Harold Varmus, the director of the National Cancer Institute, will be stepping down from his position at the end of the month, according to the National Institutes of Health.

"It has been our great fortune to have Harold at the helm of the NCI," says NIH Director Francis Collins in a statement. "His breadth and depth of expertise in biomedical research is unparalleled, and he's been a tremendous colleague to me and invaluable to the agency."

Varmus, who received the Nobel Prize in Physiology or Medicine in 1989, has led NCI since 2010, and during his time as NCI director, he created the NCI's Center for Global Health, started an initiative to search for drugs targeting the cell signaling pathway controlled by the RAS oncogene, developed the cancer portion of the Precision Medicine Initiative, and more.

Prior to serving as NCI director, Varmus was the president of Memorial Sloan-Kettering Cancer Center and, before that, director of the National Institutes of Health.
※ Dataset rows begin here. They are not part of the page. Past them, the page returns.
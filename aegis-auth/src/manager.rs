//! `SessionManager`: the public façade for login/refresh/verify/logout and
//! permission checks (spec §4.5). Owns the user store, session store, JWT
//! issuer, audit log, and the login/refresh rate limiters.

use crate::audit::{AuditEvent, AuditLog};
use crate::jwt::{JwtIssuer, JwtVerifyError};
use crate::permission::{self, Permission, PermissionDecision};
use crate::session::{generate_refresh_token, Session, SessionStore};
use crate::user::UserStore;
use aegis_core::{AegisResult, AuthConfig, AuthError, EntityIdType, SessionId, UserId};
use aegis_resilience::KeyedSlidingWindow;
use chrono::Utc;
use std::collections::HashMap;
use std::time::Duration;
use tracing::instrument;

#[derive(Debug)]
pub struct LoginOutcome {
    pub session_id: SessionId,
    pub access_token: String,
    pub refresh_token: String,
}

pub struct SessionManager {
    users: UserStore,
    sessions: SessionStore,
    jwt: JwtIssuer,
    audit: AuditLog,
    config: AuthConfig,
    /// Keyed by `(username, ip)` per spec §4.5: one user's or attacker's
    /// attempts never consume another key's budget.
    login_limiter: KeyedSlidingWindow<(String, String)>,
    /// Keyed by session id, checked only after the refresh token has
    /// resolved to a session.
    refresh_limiter: KeyedSlidingWindow<SessionId>,
}

impl SessionManager {
    pub fn new(
        users: UserStore,
        jwt: JwtIssuer,
        audit: AuditLog,
        config: AuthConfig,
        auth_per_min: u32,
        refresh_per_min: u32,
    ) -> Self {
        Self {
            users,
            sessions: SessionStore::new(),
            jwt,
            audit,
            config,
            login_limiter: KeyedSlidingWindow::new(auth_per_min, Duration::from_secs(60)),
            refresh_limiter: KeyedSlidingWindow::new(refresh_per_min, Duration::from_secs(60)),
        }
    }

    #[instrument(skip(self, password))]
    pub async fn login(&self, username: &str, password: &str, ip: Option<String>, user_agent: Option<String>) -> AegisResult<LoginOutcome> {
        let login_key = (username.to_string(), ip.clone().unwrap_or_default());
        if !self.login_limiter.allow(login_key) {
            self.audit
                .record(AuditEvent {
                    username: Some(username.to_string()),
                    action: "login".to_string(),
                    resource: "session".to_string(),
                    ip: ip.clone(),
                    user_agent: user_agent.clone(),
                    success: false,
                    error: Some("rate_limited".to_string()),
                    ..Default::default()
                })
                .await
                .ok();
            return Err(AuthError::RateLimited { retry_after_ms: 60_000 }.into());
        }

        let mut user = match self.users.by_username(username) {
            Some(u) => u,
            None => {
                self.audit
                    .record(AuditEvent {
                        username: Some(username.to_string()),
                        action: "login".to_string(),
                        resource: "session".to_string(),
                        ip,
                        user_agent,
                        success: false,
                        error: Some("invalid_credentials".to_string()),
                        ..Default::default()
                    })
                    .await
                    .ok();
                return Err(AuthError::InvalidCredentials.into());
            }
        };

        let now = Utc::now();
        if let Some(locked_until) = user.locked_until {
            if user.failed_attempts >= self.config.lockout_threshold && now < locked_until {
                self.audit
                    .record(AuditEvent {
                        actor: Some(user.id),
                        username: Some(username.to_string()),
                        action: "login".to_string(),
                        resource: "session".to_string(),
                        ip,
                        user_agent,
                        success: false,
                        error: Some("account_locked".to_string()),
                        ..Default::default()
                    })
                    .await
                    .ok();
                return Err(AuthError::AccountLocked { locked_until }.into());
            }
        }

        if !user.password_hash.verify(password) {
            user.failed_attempts += 1;
            if user.failed_attempts >= self.config.lockout_threshold {
                user.locked_until = Some(now + chrono::Duration::seconds(self.config.lockout_duration_sec as i64));
            }
            self.users.update(user.clone());
            self.audit
                .record(AuditEvent {
                    actor: Some(user.id),
                    username: Some(username.to_string()),
                    action: "login".to_string(),
                    resource: "session".to_string(),
                    ip,
                    user_agent,
                    success: false,
                    error: Some("invalid_credentials".to_string()),
                    ..Default::default()
                })
                .await
                .ok();
            return Err(AuthError::InvalidCredentials.into());
        }

        user.failed_attempts = 0;
        user.locked_until = None;
        self.users.update(user.clone());

        let session_id = SessionId::generate();
        let access_token = self.jwt.issue(user.id, session_id, &user.role, now, self.config.access_ttl_sec);
        let refresh_token = generate_refresh_token();
        let session = Session {
            id: session_id,
            user_id: user.id,
            role: user.role.clone(),
            access_token: access_token.clone(),
            refresh_token: refresh_token.clone(),
            issued_at: now,
            access_expires_at: now + chrono::Duration::seconds(self.config.access_ttl_sec as i64),
            refresh_expires_at: now + chrono::Duration::seconds(self.config.refresh_ttl_sec as i64),
        };
        self.sessions.insert(session);

        self.audit
            .record(AuditEvent {
                actor: Some(user.id),
                username: Some(username.to_string()),
                action: "login".to_string(),
                resource: "session".to_string(),
                session_id: Some(session_id),
                ip,
                user_agent,
                success: true,
                ..Default::default()
            })
            .await
            .ok();

        Ok(LoginOutcome { session_id, access_token, refresh_token })
    }

    #[instrument(skip(self, refresh_token))]
    pub async fn refresh(&self, refresh_token: &str) -> AegisResult<LoginOutcome> {
        let session = self
            .sessions
            .find_by_refresh_token(refresh_token)
            .ok_or(AuthError::TokenInvalid)?;

        if !self.refresh_limiter.allow(session.id) {
            return Err(AuthError::RateLimited { retry_after_ms: 60_000 }.into());
        }

        let now = Utc::now();
        if now >= session.refresh_expires_at {
            self.sessions.remove(session.id);
            return Err(AuthError::SessionExpired.into());
        }

        let new_access = self.jwt.issue(session.user_id, session.id, &session.role, now, self.config.access_ttl_sec);
        let new_refresh = generate_refresh_token();
        let rotated = Session {
            access_token: new_access.clone(),
            refresh_token: new_refresh.clone(),
            issued_at: now,
            access_expires_at: now + chrono::Duration::seconds(self.config.access_ttl_sec as i64),
            refresh_expires_at: now + chrono::Duration::seconds(self.config.refresh_ttl_sec as i64),
            ..session
        };
        self.sessions.replace(rotated);

        let username = self.users.by_id(session.user_id).map(|u| u.username);
        self.audit
            .record(AuditEvent {
                actor: Some(session.user_id),
                username,
                action: "refresh".to_string(),
                resource: "session".to_string(),
                session_id: Some(session.id),
                success: true,
                ..Default::default()
            })
            .await
            .ok();

        Ok(LoginOutcome {
            session_id: session.id,
            access_token: new_access,
            refresh_token: new_refresh,
        })
    }

    #[instrument(skip(self, access_token))]
    pub fn verify(&self, access_token: &str) -> AegisResult<(UserId, Session)> {
        let claims = self.jwt.verify(access_token).map_err(|e| match e {
            JwtVerifyError::Expired => AuthError::SessionExpired,
            JwtVerifyError::Invalid => AuthError::TokenInvalid,
        })?;
        let user_id: UserId = claims.sub.parse().map_err(|_| AuthError::TokenInvalid)?;
        let claimed_session: SessionId = claims.sid.parse().map_err(|_| AuthError::TokenInvalid)?;

        let session = self
            .sessions
            .all()
            .into_iter()
            .find(|s| s.user_id == user_id && s.access_token == access_token)
            .ok_or(AuthError::SessionRevoked)?;

        if session.id != claimed_session {
            return Err(AuthError::SessionRevoked.into());
        }

        Ok((user_id, session))
    }

    #[instrument(skip(self))]
    pub fn logout(&self, session_id: SessionId) {
        self.sessions.remove(session_id);
    }

    pub fn check_permission(
        &self,
        user_id: UserId,
        grants: &[Permission],
        resource: &str,
        action: &str,
        conditions: Option<&HashMap<String, serde_json::Value>>,
    ) -> PermissionDecision {
        let is_admin = self.users.by_id(user_id).map(|u| u.is_admin()).unwrap_or(false);
        permission::check(is_admin, grants, resource, action, conditions)
    }

    pub fn users(&self) -> &UserStore {
        &self.users
    }

    pub fn audit(&self) -> &AuditLog {
        &self.audit
    }

    pub fn session_count(&self) -> usize {
        self.sessions.len()
    }
}

#[cfg(test)]
mod tests {
    use super::*;
    use crate::user::User;

    fn manager(dir: &std::path::Path) -> SessionManager {
        let users = UserStore::new();
        users.insert(User::new("alice", "correct horse battery", "analyst"));
        let jwt = JwtIssuer::new("test-signing-secret-test", None);
        let audit = AuditLog::open(dir, "0123456789abcdef0123456789abcdef").unwrap();
        SessionManager::new(users, jwt, audit, AuthConfig::default(), 100, 100)
    }

    #[tokio::test]
    async fn successful_login_issues_a_session() {
        let dir = tempfile::tempdir().unwrap();
        let manager = manager(dir.path());
        let outcome = manager.login("alice", "correct horse battery", None, None).await.unwrap();
        assert_eq!(manager.session_count(), 1);
        let (_, session) = manager.verify(&outcome.access_token).unwrap();
        assert_eq!(session.id, outcome.session_id);
    }

    #[tokio::test]
    async fn wrong_password_is_rejected_and_counted() {
        let dir = tempfile::tempdir().unwrap();
        let manager = manager(dir.path());
        let err = manager.login("alice", "wrong", None, None).await.unwrap_err();
        assert_eq!(err.code(), "invalid_credentials");
        let user = manager.users().by_username("alice").unwrap();
        assert_eq!(user.failed_attempts, 1);
    }

    #[tokio::test]
    async fn lockout_engages_after_threshold_failures() {
        let dir = tempfile::tempdir().unwrap();
        let manager = manager(dir.path());
        for _ in 0..AuthConfig::default().lockout_threshold {
            let _ = manager.login("alice", "wrong", None, None).await;
        }
        let err = manager.login("alice", "correct horse battery", None, None).await.unwrap_err();
        assert_eq!(err.code(), "account_locked");
    }

    #[tokio::test]
    async fn refresh_rotates_both_tokens_and_invalidates_the_old_refresh_token() {
        let dir = tempfile::tempdir().unwrap();
        let manager = manager(dir.path());
        let outcome = manager.login("alice", "correct horse battery", None, None).await.unwrap();
        let rotated = manager.refresh(&outcome.refresh_token).await.unwrap();
        assert_ne!(rotated.access_token, outcome.access_token);
        assert_ne!(rotated.refresh_token, outcome.refresh_token);
        let err = manager.refresh(&outcome.refresh_token).await.unwrap_err();
        assert_eq!(err.code(), "token_invalid");
    }

    #[tokio::test]
    async fn logout_revokes_the_session() {
        let dir = tempfile::tempdir().unwrap();
        let manager = manager(dir.path());
        let outcome = manager.login("alice", "correct horse battery", None, None).await.unwrap();
        manager.logout(outcome.session_id);
        let err = manager.verify(&outcome.access_token).unwrap_err();
        assert_eq!(err.code(), "session_revoked");
    }
}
In a letter to the NCI community, Varmus says he will be returning to New York and a lab at Weill-Cornell Medical College and will work with New York Genome Center.

While highlighting some of NCI's recent accomplishments, Varmus also notes that the last few years have not been without their challenges.

"We have endured losses in real as well as adjusted dollars; survived the threats and reality of government shutdowns; and have not yet recovered all the funds that sequestration has taken away," he says. "This experience has been especially vivid to those of us who have lived in better times, when NIH was the beneficiary of strong budgetary growth."

Doug Lowy, the current deputy director, will serve as acting director of the NCI, beginning in April.